> [Your goal] Your task is to copy every line below that contains the word "client".

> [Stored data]
--
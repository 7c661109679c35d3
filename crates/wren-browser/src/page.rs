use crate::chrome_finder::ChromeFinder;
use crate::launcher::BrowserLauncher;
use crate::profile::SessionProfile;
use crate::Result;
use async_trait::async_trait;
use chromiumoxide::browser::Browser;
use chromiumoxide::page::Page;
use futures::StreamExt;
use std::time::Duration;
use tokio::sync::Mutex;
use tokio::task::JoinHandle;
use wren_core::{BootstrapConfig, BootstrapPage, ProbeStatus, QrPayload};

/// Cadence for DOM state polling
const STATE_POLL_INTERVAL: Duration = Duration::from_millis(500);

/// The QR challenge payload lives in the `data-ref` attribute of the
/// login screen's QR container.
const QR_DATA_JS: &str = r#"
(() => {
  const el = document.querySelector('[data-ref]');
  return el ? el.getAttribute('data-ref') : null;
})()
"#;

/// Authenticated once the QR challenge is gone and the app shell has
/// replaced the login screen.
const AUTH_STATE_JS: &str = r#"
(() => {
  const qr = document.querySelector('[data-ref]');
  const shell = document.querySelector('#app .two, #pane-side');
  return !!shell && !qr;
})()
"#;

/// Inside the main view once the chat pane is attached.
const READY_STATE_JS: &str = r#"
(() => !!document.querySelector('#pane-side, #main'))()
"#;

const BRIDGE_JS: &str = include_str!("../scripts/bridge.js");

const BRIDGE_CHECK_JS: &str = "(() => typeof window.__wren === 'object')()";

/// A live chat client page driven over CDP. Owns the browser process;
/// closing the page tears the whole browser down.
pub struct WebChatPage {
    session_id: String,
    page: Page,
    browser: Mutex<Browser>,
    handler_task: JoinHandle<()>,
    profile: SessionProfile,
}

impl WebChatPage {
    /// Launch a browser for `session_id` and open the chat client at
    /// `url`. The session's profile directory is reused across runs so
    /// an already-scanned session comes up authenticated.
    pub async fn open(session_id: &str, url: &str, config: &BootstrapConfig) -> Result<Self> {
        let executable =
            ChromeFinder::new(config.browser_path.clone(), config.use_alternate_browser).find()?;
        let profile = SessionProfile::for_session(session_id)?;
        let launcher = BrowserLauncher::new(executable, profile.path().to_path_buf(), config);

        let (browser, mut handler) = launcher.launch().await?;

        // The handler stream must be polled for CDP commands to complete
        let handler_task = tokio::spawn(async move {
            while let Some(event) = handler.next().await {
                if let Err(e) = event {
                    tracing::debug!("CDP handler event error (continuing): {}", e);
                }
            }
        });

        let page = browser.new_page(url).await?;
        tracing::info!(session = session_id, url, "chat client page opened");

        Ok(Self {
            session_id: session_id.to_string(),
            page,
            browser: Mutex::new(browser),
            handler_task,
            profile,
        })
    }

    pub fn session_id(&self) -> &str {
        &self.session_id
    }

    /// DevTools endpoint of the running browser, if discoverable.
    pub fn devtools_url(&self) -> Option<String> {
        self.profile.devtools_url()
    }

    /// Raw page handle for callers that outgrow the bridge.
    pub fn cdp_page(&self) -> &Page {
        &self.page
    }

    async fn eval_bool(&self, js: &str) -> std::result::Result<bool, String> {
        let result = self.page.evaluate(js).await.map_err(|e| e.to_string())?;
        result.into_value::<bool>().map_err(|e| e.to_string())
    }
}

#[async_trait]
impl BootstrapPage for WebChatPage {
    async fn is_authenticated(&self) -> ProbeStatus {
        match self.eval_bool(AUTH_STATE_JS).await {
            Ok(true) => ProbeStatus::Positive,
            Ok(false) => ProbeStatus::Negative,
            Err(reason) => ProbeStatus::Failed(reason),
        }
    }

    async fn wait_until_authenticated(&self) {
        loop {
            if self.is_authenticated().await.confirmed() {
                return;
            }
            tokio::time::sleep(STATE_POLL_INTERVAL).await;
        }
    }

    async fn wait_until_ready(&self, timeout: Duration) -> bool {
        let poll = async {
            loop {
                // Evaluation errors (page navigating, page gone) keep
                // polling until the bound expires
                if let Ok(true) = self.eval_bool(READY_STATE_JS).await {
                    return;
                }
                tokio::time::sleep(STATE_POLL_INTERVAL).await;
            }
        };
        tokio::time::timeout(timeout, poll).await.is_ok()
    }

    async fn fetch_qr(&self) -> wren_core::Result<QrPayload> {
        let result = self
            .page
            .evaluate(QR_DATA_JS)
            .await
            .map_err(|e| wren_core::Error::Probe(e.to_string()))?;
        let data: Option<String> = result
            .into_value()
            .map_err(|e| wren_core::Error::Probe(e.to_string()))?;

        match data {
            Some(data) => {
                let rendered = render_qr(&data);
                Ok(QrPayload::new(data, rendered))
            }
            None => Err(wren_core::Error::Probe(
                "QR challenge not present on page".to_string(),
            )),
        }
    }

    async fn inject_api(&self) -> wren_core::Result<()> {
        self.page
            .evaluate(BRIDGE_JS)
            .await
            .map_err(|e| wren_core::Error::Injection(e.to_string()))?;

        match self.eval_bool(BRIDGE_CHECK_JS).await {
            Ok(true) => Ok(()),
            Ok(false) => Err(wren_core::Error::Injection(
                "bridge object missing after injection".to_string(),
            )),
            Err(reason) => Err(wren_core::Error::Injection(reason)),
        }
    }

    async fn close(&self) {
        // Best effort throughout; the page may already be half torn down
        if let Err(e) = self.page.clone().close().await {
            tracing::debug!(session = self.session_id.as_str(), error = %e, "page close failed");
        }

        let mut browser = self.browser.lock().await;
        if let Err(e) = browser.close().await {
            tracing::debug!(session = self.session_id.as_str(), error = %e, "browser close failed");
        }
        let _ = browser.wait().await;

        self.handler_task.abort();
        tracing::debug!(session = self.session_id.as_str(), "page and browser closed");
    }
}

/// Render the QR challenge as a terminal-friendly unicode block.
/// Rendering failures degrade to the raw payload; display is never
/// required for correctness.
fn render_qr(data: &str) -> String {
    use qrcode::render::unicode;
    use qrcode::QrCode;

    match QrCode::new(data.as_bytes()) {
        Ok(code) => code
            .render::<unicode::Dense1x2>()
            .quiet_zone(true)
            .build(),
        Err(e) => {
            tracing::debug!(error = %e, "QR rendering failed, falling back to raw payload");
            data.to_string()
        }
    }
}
--
> [Answer area]
/// A live chat client page driven over CDP. Owns the browser process;
    /// Launch a browser for `session_id` and open the chat client at
        tracing::info!(session = session_id, url, "chat client page opened");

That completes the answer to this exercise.